「ドラッグストア業界の方がAI業界より伸びる」
一見すると直感に反するように思える、この主張。
6兆円を運用する投資ファンド、オービス・インベストメンツ日本法人社長の時国司氏は、ドラッグストア業界には「分かりにくい成長性」があると言います。
そして、これこそが投資で大きなリターンをもたらす秘訣だと語ります。
「分かりにくい成長性」が大きなリターンを生む
時国氏が率いるオービス・インベストメンツは、20年以上にわたってドラッグストア株に投資を続けてきました。その理由は「分かりにくい成長性」にあると言います。
「AI業界とドラッグストア業界、どちらが伸びそうですかと聞かれたら、AIの方が伸びそうと思うかもしれません。しかし、もう一歩進めて分析すると、全然違う絵が見えてきます」と時国氏は語ります。

成長性の高い業界は新規参入者も多く引き寄せます。
例えば、AIセクターが100%成長したとしても、企業数も同様に倍増すれば、1社あたりの成長率は実質的にゼロになってしまいます。
一方、ドラッグストア業界のようにセクター全体の成長率が低くても、企業数が減少すれば、残存企業の成長率は大きく向上します。
「セクターとしての成長性が0%でも、企業数が半分になるとしたら、1企業あたりの成長率は100%になるんですよね」と時国氏は説明します。
IBMとサンドラッグ、27年間の埋められない差
この理論を実証する興味深い事例があります。
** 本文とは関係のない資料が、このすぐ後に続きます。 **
/// Moves every `(logical_path, chunk_count)` pair accumulated since the last
/// flush into the final outcomes list. Called only right after a successful
/// flush, so every pending file's chunks are now durably upserted.
fn drain_pending_counts(pending_counts: &mut Vec<(String, usize)>, outcomes: &mut Vec<ChunkingOutcome>) {
    for (logical_path, chunk_count) in pending_counts.drain(..) {
        outcomes.push(ChunkingOutcome::Chunks { logical_path, chunk_count });
    }
}

async fn flush_accumulator<V: VectorStoreAdapter, E: EmbeddingProvider>(
    adapter: &V,
    embedder: &E,
    accumulator: &mut Vec<ChunkRecord>,
    embed_batch: usize,
    upsert_batch: usize,
    collection: &str,
) -> AppResult<()> {
    if accumulator.is_empty() {
        return Ok(());
    }
    let records = std::mem::take(accumulator);
    let mut points = Vec::with_capacity(records.len());

    for batch in records.chunks(embed_batch) {
        let texts: Vec<String> = batch.iter().map(|r| r.text.clone()).collect();
        let vectors = embedder.embed_batch(&texts).await?;
        for (record, vector) in batch.iter().zip(vectors) {
            points.push(Point {
                id: record.chunk_id,
                vector,
                payload: PointPayload::Data(DataPayload {
                    file_path: record.logical_path.clone(),
                    parent_file_hash: record.file_hash.clone(),
                    chunk_hash: record.chunk_hash.clone(),
                    text: record.text.clone(),
                }),
            });
        }
    }

    for batch in points.chunks(upsert_batch) {
        upsert_with_retry(adapter, collection, batch.to_vec()).await?;
    }
    Ok(())
}

async fn upsert_with_retry<V: VectorStoreAdapter>(adapter: &V, collection: &str, batch: Vec<Point>) -> AppResult<()> {
    let mut last_err = None;
    for attempt in 0..BATCH_RETRY_ATTEMPTS {
        match adapter.upsert(collection, batch.clone()).await {
            Ok(()) => return Ok(()),
            Err(err) => {
                warn!("upsert batch failed (attempt {}/{}): {err}", attempt + 1, BATCH_RETRY_ATTEMPTS);
                last_err = Some(err);
                if attempt + 1 < BATCH_RETRY_ATTEMPTS {
                    tokio::time::sleep(BATCH_RETRY_BASE * 2u32.pow(attempt)).await;
                }
            }
        }
    }
    Err(last_err.unwrap_or_else(|| AppError::UpsertFailed("exhausted retries".into())))
}
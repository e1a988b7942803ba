//! Source walker: enumerates a source tree, applies the skip set and
//! optional ignore-file rules, and yields `(abs_path, logical_path)` pairs
//! in either prefix-scoped or flat mode.

use std::collections::HashSet;
use std::path::{Path, PathBuf};

use ignore::WalkBuilder;
use tracing::warn;

use crate::config::{is_skip_dir, is_skip_extension, is_skip_name};
use crate::diff::ScopeMode;
use crate::error::{AppError, AppResult};

#[derive(Debug, Clone)]
pub struct WalkedFile {
    pub abs_path: PathBuf,
    pub logical_path: String,
}

/// Walks `root`, applying the hard-coded skip set plus the directory's own
/// ignore files (git-style glob semantics via the `ignore` crate), and
/// derives a logical path for every surviving file.
///
/// In `PrefixScoped` mode, `scope_prefix` (e.g. `"repo-name/"`) is prepended
/// to each forward-slash-normalised relative path. In `Flat` mode only the
/// basename is used; colliding basenames are resolved last-write-wins with a
/// warning.
pub fn walk(
    root: &Path,
    mode: ScopeMode,
    scope_prefix: Option<&str>,
) -> AppResult<Vec<WalkedFile>> {
    let root = dunce::canonicalize(root).map_err(AppError::Io)?;

    let mut seen_inodes: HashSet<(u64, u64)> = HashSet::new();
    let mut out = Vec::new();
    let mut flat_seen: std::collections::HashMap<String, usize> = std::collections::HashMap::new();

    let walker = WalkBuilder::new(&root)
        .hidden(false)
        .git_ignore(true)
        .git_global(true)
        .git_exclude(true)
        .follow_links(true)
        .max_depth(None)
        .build();

    for entry in walker {
        let entry = match entry {
            Ok(e) => e,
            Err(err) => {
                warn!("walker: skipping unreadable entry: {err}");
                continue;
            }
        };

        let Some(file_type) = entry.file_type() else {
            continue;
        };
        if !file_type.is_file() {
            continue;
        }

        let path = entry.path();

        if path_has_skip_dir(path, &root) {
            continue;
        }
        if let Some(name) = path.file_name().and_then(|n| n.to_str()) {
            if is_skip_name(name) {
                continue;
            }
        }
        if let Some(ext) = path.extension().and_then(|e| e.to_str()) {
            if is_skip_extension(ext) {
                continue;
            }
        }

        // Cycle detection for symlinked directories: track (dev, ino) pairs
        // of resolved targets and refuse to revisit one within this walk.
        if let Ok(meta) = std::fs::symlink_metadata(path) {
            if meta.file_type().is_symlink() {
                match std::fs::canonicalize(path) {
                    Ok(resolved) => {
                        if !resolved.starts_with(&root) {
                            // Never follow links pointing outside the source root.
                            continue;
                        }
                        if let Ok(target_meta) = std::fs::metadata(&resolved) {
                            let key = inode_key(&target_meta);
                            if !seen_inodes.insert(key) {
                                continue;
                            }
                        }
                    }
                    Err(_) => continue,
                }
            }
        }

        let rel = path
            .strip_prefix(&root)
            .unwrap_or(path)
            .to_string_lossy()
            .replace('\\', "/");

        let logical_path = match mode {
            ScopeMode::PrefixScoped => {
                let prefix = scope_prefix.unwrap_or("");
                format!("{prefix}{rel}")
            }
            ScopeMode::Flat => {
                let basename = path
                    .file_name()
                    .map(|n| n.to_string_lossy().to_string())
                    .unwrap_or_else(|| rel.clone());
                if let Some(count) = flat_seen.get_mut(&basename) {
                    *count += 1;
                    warn!(
                        "walker: duplicate basename '{basename}' in flat mode, last write wins"
                    );
                } else {
                    flat_seen.insert(basename.clone(), 1);
                }
                basename
            }
        };

        match mode {
            ScopeMode::Flat => {
                out.retain(|f: &WalkedFile| f.logical_path != logical_path);
                out.push(WalkedFile {
                    abs_path: path.to_path_buf(),
                    logical_path,
                });
            }
            ScopeMode::PrefixScoped => {
                out.push(WalkedFile {
                    abs_path: path.to_path_buf(),
                    logical_path,
                });
            }
        }
    }

    Ok(out)
}

fn path_has_skip_dir(path: &Path, root: &Path) -> bool {
    path.strip_prefix(root)
        .unwrap_or(path)
        .components()
        .filter_map(|c| c.as_os_str().to_str())
        .any(is_skip_dir)
}

#[cfg(unix)]
fn inode_key(meta: &std::fs::Metadata) -> (u64, u64) {
    use std::os::unix::fs::MetadataExt;
    (meta.dev(), meta.ino())
}

#[cfg(not(unix))]
fn inode_key(meta: &std::fs::Metadata) -> (u64, u64) {
    (0, meta.len())
}
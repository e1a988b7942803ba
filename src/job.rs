//! Job abstraction: a uniform description of a sync task for external
//! runtimes, plus the abstract `Runtime` boundary. No concrete runtime
//! (local process, container, cluster, cloud batch) is implemented here —
//! only the contract.

use std::collections::HashMap;
use std::time::Duration;

use serde::{Deserialize, Serialize};

#[derive(Debug, Clone, Copy, PartialEq, Eq, Serialize, Deserialize)]
pub enum WorkloadClass {
    Light,
    Medium,
    Heavy,
}

#[derive(Debug, Clone, Serialize, Deserialize)]
pub struct JobResources {
    pub cpu: String,
    pub memory: String,
    pub gpu: Option<String>,
    pub timeout: Duration,
}

impl JobResources {
    /// Defaults per workload class, sized for upload-style sync jobs.
    pub fn for_class(class: WorkloadClass) -> Self {
        match class {
            WorkloadClass::Light => Self {
                cpu: "0.5".into(),
                memory: "512Mi".into(),
                gpu: None,
                timeout: Duration::from_secs(600),
            },
            WorkloadClass::Medium => Self {
                cpu: "1".into(),
                memory: "2Gi".into(),
                gpu: None,
                timeout: Duration::from_secs(1800),
            },
            WorkloadClass::Heavy => Self {
                cpu: "2".into(),
                memory: "4Gi".into(),
                gpu: None,
                timeout: Duration::from_secs(3600),
            },
        }
    }
}

#[derive(Debug, Clone, Serialize, Deserialize)]
pub struct JobDefinition {
    pub name: String,
    pub operation: String,
    pub command: Vec<String>,
    pub env: HashMap<String, String>,
    pub resources: JobResources,
    pub image: Option<String>,
    pub metadata: HashMap<String, String>,
}

impl JobDefinition {
    pub fn repo_sync(name: impl Into<String>, repo_url: &str) -> Self {
        Self::new(name, "repo-sync", WorkloadClass::Heavy, vec!["--repo".into(), repo_url.into()])
    }

    pub fn file_sync(name: impl Into<String>, path: &str) -> Self {
        Self::new(name, "file-sync", WorkloadClass::Medium, vec!["--file".into(), path.into()])
    }

    pub fn archive_sync(name: impl Into<String>, archive_path: &str) -> Self {
        Self::new(
            name,
            "archive-sync",
            WorkloadClass::Medium,
            vec!["--archive".into(), archive_path.into()],
        )
    }

    pub fn object_store_sync(name: impl Into<String>, bucket: &str, prefix: &str) -> Self {
        Self::new(
            name,
            "object-store-sync",
            WorkloadClass::Heavy,
            vec!["--bucket".into(), bucket.into(), "--prefix".into(), prefix.into()],
        )
    }

    pub fn collection_ops(name: impl Into<String>, op: &str) -> Self {
        Self::new(name, "collection-ops", WorkloadClass::Light, vec![op.into()])
    }

    fn new(name: impl Into<String>, operation: &str, class: WorkloadClass, command: Vec<String>) -> Self {
        Self {
            name: name.into(),
            operation: operation.to_string(),
            command,
            env: HashMap::new(),
            resources: JobResources::for_class(class),
            image: None,
            metadata: HashMap::from([("workload_class".to_string(), format!("{class:?}").to_lowercase())]),
        }
    }
}

#[derive(Debug, Clone, Copy, PartialEq, Eq, Serialize, Deserialize)]
pub enum JobStatus {
    Pending,
    Submitted,
    Running,
    Succeeded,
    Failed,
    Cancelled,
    Unknown,
}

#[derive(Debug, Clone, Serialize, Deserialize)]
pub struct JobResult {
    pub job_id: String,
    pub status: JobStatus,
    pub output: Option<String>,
    pub error: Option<String>,
    pub exit_code: Option<i32>,
    pub started_at: Option<String>,
    pub finished_at: Option<String>,
    pub metadata: HashMap<String, String>,
}

/// Boundary with external execution systems. No implementation ships with
/// this crate; a caller supplies one per backend (local process, container,
/// cluster, cloud batch).
pub trait Runtime: Send + Sync {
    fn submit(
        &self,
        job: JobDefinition,
    ) -> impl std::future::Future<Output = anyhow::Result<String>> + Send;

    fn status(&self, job_id: &str) -> impl std::future::Future<Output = anyhow::Result<JobStatus>> + Send;

    fn result(&self, job_id: &str) -> impl std::future::Future<Output = anyhow::Result<JobResult>> + Send;

    fn cancel(&self, job_id: &str) -> impl std::future::Future<Output = anyhow::Result<()>> + Send;

    fn logs(
        &self,
        job_id: &str,
        tail: Option<usize>,
    ) -> impl std::future::Future<Output = anyhow::Result<String>> + Send;

    fn wait(
        &self,
        job_id: &str,
        timeout: Duration,
    ) -> impl std::future::Future<Output = anyhow::Result<JobResult>> + Send;

    fn cleanup(&self, job_id: &str) -> impl std::future::Future<Output = anyhow::Result<()>> + Send;
}
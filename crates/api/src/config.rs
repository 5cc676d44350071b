//! Application configuration loaded from environment variables.

use std::time::Duration;

use outbox::DispatcherConfig;

/// Server and dispatcher configuration with sensible defaults.
///
/// Reads from environment variables:
/// - `HOST` — bind address (default: `"0.0.0.0"`)
/// - `ORDERS_PORT` — orders service port (default: `3000`)
/// - `PAYMENTS_PORT` — payments service port (default: `3001`)
/// - `RUST_LOG` — tracing filter directive (default: `"info"`)
/// - `OUTBOX_POLL_MS` — dispatcher poll interval (default: `1000`)
/// - `OUTBOX_BATCH_SIZE` — envelopes per dispatcher scan (default: `100`)
/// - `PUBLISH_TIMEOUT_MS` — per-publish timeout (default: `5000`)
/// - `CLAIM_LEASE_SECS` — outbox claim lease (default: `30`)
/// - `OUTBOX_RETENTION_HOURS` — delivered-envelope retention; unset keeps
///   them forever
#[derive(Debug, Clone)]
pub struct Config {
    pub host: String,
    pub orders_port: u16,
    pub payments_port: u16,
    pub log_level: String,
    pub poll_interval: Duration,
    pub batch_size: usize,
    pub publish_timeout: Duration,
    pub claim_lease: Duration,
    pub retention: Option<Duration>,
}

fn env_parse<T: std::str::FromStr>(key: &str) -> Option<T> {
    std::env::var(key).ok().and_then(|v| v.parse().ok())
}

impl Config {
    /// Loads configuration from environment variables, falling back to defaults.
    pub fn from_env() -> Self {
        Self {
            host: std::env::var("HOST").unwrap_or_else(|_| "0.0.0.0".to_string()),
            orders_port: env_parse("ORDERS_PORT").unwrap_or(3000),
            payments_port: env_parse("PAYMENTS_PORT").unwrap_or(3001),
            log_level: std::env::var("RUST_LOG").unwrap_or_else(|_| "info".to_string()),
            poll_interval: Duration::from_millis(env_parse("OUTBOX_POLL_MS").unwrap_or(1000)),
            batch_size: env_parse("OUTBOX_BATCH_SIZE").unwrap_or(100),
            publish_timeout: Duration::from_millis(env_parse("PUBLISH_TIMEOUT_MS").unwrap_or(5000)),
            claim_lease: Duration::from_secs(env_parse("CLAIM_LEASE_SECS").unwrap_or(30)),
            retention: env_parse::<u64>("OUTBOX_RETENTION_HOURS")
                .map(|h| Duration::from_secs(h * 3600)),
        }
    }

    /// Returns the orders service `"host:port"` bind address.
    pub fn orders_addr(&self) -> String {
        format!("{}:{}", self.host, self.orders_port)
    }

    /// Returns the payments service `"host:port"` bind address.
    pub fn payments_addr(&self) -> String {
        format!("{}:{}", self.host, self.payments_port)
    }

    /// Builds the dispatcher knobs for one topic from the shared settings.
    pub fn dispatcher_config(&self, topic: &str) -> DispatcherConfig {
        DispatcherConfig {
            topic: topic.to_string(),
            poll_interval: self.poll_interval,
            batch_size: self.batch_size,
            publish_timeout: self.publish_timeout,
            claim_lease: self.claim_lease,
            retention: self.retention,
        }
    }
}

impl Default for Config {
    fn default() -> Self {
        Self {
            host: "0.0.0.0".to_string(),
            orders_port: 3000,
            payments_port: 3001,
            log_level: "info".to_string(),
            poll_interval: Duration::from_millis(1000),
            batch_size: 100,
            publish_timeout: Duration::from_millis(5000),
            claim_lease: Duration::from_secs(30),
            retention: None,
        }
    }
}
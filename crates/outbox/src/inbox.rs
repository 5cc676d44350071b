use chrono::{DateTime, Utc};
use common::MessageId;

/// Outcome of attempting to admit a message for a consumer.
#[derive(Debug, Clone, Copy, PartialEq, Eq)]
pub enum Admission {
    /// First sighting: the caller must apply the business effect in the same
    /// transaction, so effect and record commit together.
    Admitted,
    /// The `(message_id, consumer_id)` pair was already recorded. The caller
    /// skips the effect but may safely re-acknowledge the message.
    AlreadyProcessed,
}

/// A consumed-message record.
///
/// Uniqueness of `(message_id, consumer_id)` is enforced by a constraint,
/// never by a lookup-then-insert check: two concurrent deliveries of the same
/// message race on the insert and exactly one wins.
#[derive(Debug, Clone, PartialEq, Eq)]
pub struct ConsumedRecord {
    pub message_id: MessageId,
    pub consumer_id: String,
    pub processed_at: DateTime<Utc>,
}

impl ConsumedRecord {
    /// Creates a record stamped with the current time.
    pub fn new(message_id: MessageId, consumer_id: impl Into<String>) -> Self {
        Self {
            message_id,
            consumer_id: consumer_id.into(),
            processed_at: Utc::now(),
        }
    }
}
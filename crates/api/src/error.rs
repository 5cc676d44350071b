//! API error types with HTTP response mapping.

use axum::http::StatusCode;
use axum::response::{IntoResponse, Response};
use orders::OrderError;
use payments::PaymentError;

/// API-level error type that maps to HTTP responses.
#[derive(Debug)]
pub enum ApiError {
    /// Resource not found.
    NotFound(String),
    /// Bad request from the client.
    BadRequest(String),
    /// The request conflicts with existing state.
    Conflict(String),
    /// Internal server error.
    Internal(String),
}

impl IntoResponse for ApiError {
    fn into_response(self) -> Response {
        let (status, message) = match self {
            ApiError::NotFound(msg) => (StatusCode::NOT_FOUND, msg),
            ApiError::BadRequest(msg) => (StatusCode::BAD_REQUEST, msg),
            ApiError::Conflict(msg) => (StatusCode::CONFLICT, msg),
            ApiError::Internal(msg) => {
                tracing::error!(error = %msg, "internal server error");
                (StatusCode::INTERNAL_SERVER_ERROR, msg)
            }
        };

        let body = serde_json::json!({ "error": message });
        (status, axum::Json(body)).into_response()
    }
}

impl From<OrderError> for ApiError {
    fn from(err: OrderError) -> Self {
        match &err {
            OrderError::InvalidAmount(_) => ApiError::BadRequest(err.to_string()),
            OrderError::NotFound(_) => ApiError::NotFound(err.to_string()),
            OrderError::AlreadySettled(_) => ApiError::Conflict(err.to_string()),
            OrderError::Store(_) | OrderError::Serialization(_) => {
                ApiError::Internal(err.to_string())
            }
        }
    }
}

impl From<PaymentError> for ApiError {
    fn from(err: PaymentError) -> Self {
        match &err {
            PaymentError::AccountExists(_) => ApiError::Conflict(err.to_string()),
            PaymentError::AccountNotFound(_) => ApiError::NotFound(err.to_string()),
            PaymentError::InvalidAmount(_) => ApiError::BadRequest(err.to_string()),
            PaymentError::ConcurrencyExhausted(_) => ApiError::Conflict(err.to_string()),
            PaymentError::Store(_) | PaymentError::Serialization(_) => {
                ApiError::Internal(err.to_string())
            }
        }
    }
}
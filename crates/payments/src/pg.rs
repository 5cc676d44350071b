use std::time::Duration;

use async_trait::async_trait;
use chrono::{DateTime, Utc};
use common::{MessageId, Money, UserId};
use contracts::{PaymentProcessed, PaymentRequested};
use outbox::{Admission, Envelope, OutboxStore, pg as outbox_pg};
use sqlx::postgres::PgRow;
use sqlx::{PgPool, Row};
use uuid::Uuid;

use crate::store::{
    AccountStore, INSUFFICIENT_FUNDS_REASON, MAX_DEBIT_ATTEMPTS, NO_ACCOUNT_REASON, PaymentOutcome,
    result_envelope,
};
use crate::{Account, PaymentError};

/// PostgreSQL-backed accounts store.
///
/// Accounts, outbox, and inbox live in the same database so composite
/// operations run in one transaction. Debits use an optimistic version
/// check instead of row locks; the `apply_payment_request` loop retries
/// lost races with a fresh transaction.
#[derive(Clone)]
pub struct PgAccountStore {
    pool: PgPool,
}

impl PgAccountStore {
    /// Creates a store over an existing pool.
    pub fn new(pool: PgPool) -> Self {
        Self { pool }
    }

    /// Gets a reference to the underlying connection pool.
    pub fn pool(&self) -> &PgPool {
        &self.pool
    }

    /// Runs the payments-service migrations.
    pub async fn run_migrations(&self) -> Result<(), sqlx::migrate::MigrateError> {
        sqlx::migrate!("./migrations").run(&self.pool).await
    }

    fn row_to_account(row: PgRow) -> Result<Account, PaymentError> {
        Ok(Account {
            id: row.try_get::<Uuid, _>("id").map_err(sqlx_err)?,
            user_id: UserId::from_uuid(row.try_get::<Uuid, _>("user_id").map_err(sqlx_err)?),
            balance: Money::from_cents(row.try_get("balance_cents").map_err(sqlx_err)?),
            version: row.try_get("version").map_err(sqlx_err)?,
            created_at: row.try_get("created_at").map_err(sqlx_err)?,
        })
    }
}

fn sqlx_err(e: sqlx::Error) -> PaymentError {
    PaymentError::from(e)
}

#[async_trait]
impl AccountStore for PgAccountStore {
    async fn create(&self, account: &Account) -> Result<(), PaymentError> {
        let result = sqlx::query(
            r#"
            INSERT INTO accounts (id, user_id, balance_cents, version, created_at)
            VALUES ($1, $2, $3, $4, $5)
            "#,
        )
        .bind(account.id)
        .bind(account.user_id.as_uuid())
        .bind(account.balance.cents())
        .bind(account.version)
        .bind(account.created_at)
        .execute(&self.pool)
        .await;

        match result {
            Ok(_) => Ok(()),
            Err(sqlx::Error::Database(e)) if e.is_unique_violation() => {
                Err(PaymentError::AccountExists(account.user_id))
            }
            Err(e) => Err(e.into()),
        }
    }

    async fn get(&self, user_id: UserId) -> Result<Option<Account>, PaymentError> {
        let row = sqlx::query(
            r#"
            SELECT id, user_id, balance_cents, version, created_at
            FROM accounts WHERE user_id = $1
            "#,
        )
        .bind(user_id.as_uuid())
        .fetch_optional(&self.pool)
        .await?;

        row.map(Self::row_to_account).transpose()
    }

    async fn deposit(&self, user_id: UserId, amount: Money) -> Result<Money, PaymentError> {
        let row = sqlx::query(
            r#"
            UPDATE accounts
            SET balance_cents = balance_cents + $2, version = version + 1
            WHERE user_id = $1
            RETURNING balance_cents
            "#,
        )
        .bind(user_id.as_uuid())
        .bind(amount.cents())
        .fetch_optional(&self.pool)
        .await?;

        match row {
            Some(row) => Ok(Money::from_cents(row.try_get("balance_cents")?)),
            None => Err(PaymentError::AccountNotFound(user_id)),
        }
    }

    async fn apply_payment_request(
        &self,
        message_id: MessageId,
        consumer_id: &str,
        request: &PaymentRequested,
    ) -> Result<PaymentOutcome, PaymentError> {
        for attempt in 0..MAX_DEBIT_ATTEMPTS {
            let mut tx = self.pool.begin().await?;

            if outbox_pg::try_admit(&mut *tx, message_id, consumer_id).await?
                == Admission::AlreadyProcessed
            {
                tx.commit().await?;
                return Ok(PaymentOutcome::Duplicate);
            }

            // Plain read; the version check on UPDATE is the concurrency
            // guard.
            let row = sqlx::query(
                "SELECT balance_cents, version FROM accounts WHERE user_id = $1",
            )
            .bind(request.user_id.as_uuid())
            .fetch_optional(&mut *tx)
            .await?;

            let result = match row {
                None => {
                    PaymentProcessed::failed(request.order_id, request.user_id, NO_ACCOUNT_REASON)
                }
                Some(row) => {
                    let balance = Money::from_cents(row.try_get("balance_cents")?);
                    let version: i64 = row.try_get("version")?;

                    if balance < request.amount {
                        PaymentProcessed::failed(
                            request.order_id,
                            request.user_id,
                            INSUFFICIENT_FUNDS_REASON,
                        )
                    } else {
                        let debited = sqlx::query(
                            r#"
                            UPDATE accounts
                            SET balance_cents = balance_cents - $2, version = version + 1
                            WHERE user_id = $1 AND version = $3 AND balance_cents >= $2
                            "#,
                        )
                        .bind(request.user_id.as_uuid())
                        .bind(request.amount.cents())
                        .bind(version)
                        .execute(&mut *tx)
                        .await?;

                        if debited.rows_affected() == 0 {
                            // Lost the version race; admission rolls back with
                            // the transaction.
                            tx.rollback().await?;
                            tracing::debug!(
                                user_id = %request.user_id,
                                attempt,
                                "debit lost version race, retrying"
                            );
                            continue;
                        }
                        PaymentProcessed::succeeded(request.order_id, request.user_id)
                    }
                }
            };

            outbox_pg::append(&mut *tx, &result_envelope(&result)?).await?;
            tx.commit().await?;
            return Ok(PaymentOutcome::Processed(result));
        }

        Err(PaymentError::ConcurrencyExhausted(request.user_id))
    }

    async fn prune_consumed(&self, older_than: DateTime<Utc>) -> Result<u64, PaymentError> {
        Ok(outbox_pg::prune_consumed(&self.pool, older_than).await?)
    }
}

#[async_trait]
impl OutboxStore for PgAccountStore {
    async fn claim_batch(&self, limit: usize, lease: Duration) -> outbox::Result<Vec<Envelope>> {
        outbox_pg::claim_batch(&self.pool, limit, lease).await
    }

    async fn mark_delivered(&self, id: MessageId) -> outbox::Result<()> {
        outbox_pg::mark_delivered(&self.pool, id).await
    }

    async fn release(&self, id: MessageId) -> outbox::Result<()> {
        outbox_pg::release(&self.pool, id).await
    }

    async fn quarantine(&self, id: MessageId, reason: &str) -> outbox::Result<()> {
        outbox_pg::quarantine(&self.pool, id, reason).await
    }

    async fn prune_delivered(&self, older_than: DateTime<Utc>) -> outbox::Result<u64> {
        outbox_pg::prune_delivered(&self.pool, older_than).await
    }
}
use chrono::{DateTime, Utc};
use common::MessageId;
use serde::{Deserialize, Serialize};
use transport::Message;

/// Lifecycle state of an outbox envelope.
#[derive(Debug, Clone, Copy, PartialEq, Eq, Serialize, Deserialize)]
pub enum EnvelopeStatus {
    /// Awaiting publication.
    Pending,
    /// Confirmed published; `delivered_at` is set.
    Delivered,
    /// Poison envelope removed from the active queue.
    Quarantined,
}

impl EnvelopeStatus {
    /// Returns the status as its stored string form.
    pub fn as_str(&self) -> &'static str {
        match self {
            EnvelopeStatus::Pending => "pending",
            EnvelopeStatus::Delivered => "delivered",
            EnvelopeStatus::Quarantined => "quarantined",
        }
    }

    /// Parses a stored status string.
    pub fn parse(s: &str) -> Option<Self> {
        match s {
            "pending" => Some(EnvelopeStatus::Pending),
            "delivered" => Some(EnvelopeStatus::Delivered),
            "quarantined" => Some(EnvelopeStatus::Quarantined),
            _ => None,
        }
    }
}

/// A domain event recorded for dispatch, plus its delivery metadata.
///
/// Envelopes are written in the same transaction as the business mutation
/// that caused them. `delivered_at` is set at most once, by the dispatcher,
/// after the transport confirmed the publish.
#[derive(Debug, Clone, Serialize, Deserialize)]
pub struct Envelope {
    /// Unique identifier, carried on the wire for consumer deduplication.
    pub message_id: MessageId,

    /// Event kind (e.g. "PaymentRequested").
    pub event_type: String,

    /// The domain event as JSON.
    pub payload: serde_json::Value,

    /// When the envelope was written.
    pub created_at: DateTime<Utc>,

    /// When the publish was confirmed. `None` while pending.
    pub delivered_at: Option<DateTime<Utc>>,

    /// Current lifecycle state.
    pub status: EnvelopeStatus,

    /// Claim lease held by a dispatcher instance, if any. While the lease is
    /// in the future no other instance will pick this envelope up.
    pub claimed_until: Option<DateTime<Utc>>,

    /// Number of publish attempts so far.
    pub attempts: i32,
}

impl Envelope {
    /// Creates a pending envelope wrapping a serializable domain event.
    pub fn for_event<T: Serialize>(
        event_type: impl Into<String>,
        event: &T,
    ) -> Result<Self, serde_json::Error> {
        Ok(Self {
            message_id: MessageId::new(),
            event_type: event_type.into(),
            payload: serde_json::to_value(event)?,
            created_at: Utc::now(),
            delivered_at: None,
            status: EnvelopeStatus::Pending,
            claimed_until: None,
            attempts: 0,
        })
    }

    /// Builds the transport message for this envelope.
    pub fn to_message(&self, topic: &str) -> Result<Message, serde_json::Error> {
        let wire = WireEvent {
            message_id: self.message_id,
            event_type: self.event_type.clone(),
            payload: self.payload.clone(),
        };
        Ok(Message {
            message_id: self.message_id,
            topic: topic.to_string(),
            payload: wire.encode()?,
        })
    }
}

/// The wire form of a published event.
#[derive(Debug, Clone, Serialize, Deserialize)]
pub struct WireEvent {
    pub message_id: MessageId,
    pub event_type: String,
    pub payload: serde_json::Value,
}

impl WireEvent {
    /// Serializes to transport bytes.
    pub fn encode(&self) -> Result<Vec<u8>, serde_json::Error> {
        serde_json::to_vec(self)
    }

    /// Deserializes from transport bytes.
    pub fn decode(bytes: &[u8]) -> Result<Self, serde_json::Error> {
        serde_json::from_slice(bytes)
    }

    /// Deserializes the payload into a concrete event type.
    pub fn event<T: for<'de> Deserialize<'de>>(&self) -> Result<T, serde_json::Error> {
        serde_json::from_value(self.payload.clone())
    }
}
1998年にサンドラッグ株を購入した場合と、当時の世界トップIT企業であったIBMに投資した場合を比較してみましょう。
「もし1998年にタイムスリップして、サンドラッグとIBM、どちらを買うかと聞かれたら、多くの人はIBMを選ぶでしょう。この20数年間でITがどれだけ革命を起こしたか、我々は知っています。一方、ドラッグストアは大きく変わったイメージはありません」と時国氏。
しかし、実際の結果は驚くべきものでした。

「サンドラッグは当時170円が今日では4421円程度になっていて、約27倍です。一方、IBMはこの27年間で株価5倍程度にしかなっていない」と時国氏は説明します。
IT業界では次々と新規参入者が現れ、IBMのポジションが相対的に低下しましたが、ドラッグストア業界ではそのような激しい新規参入がなく、着実に企業価値を高めることができたのです。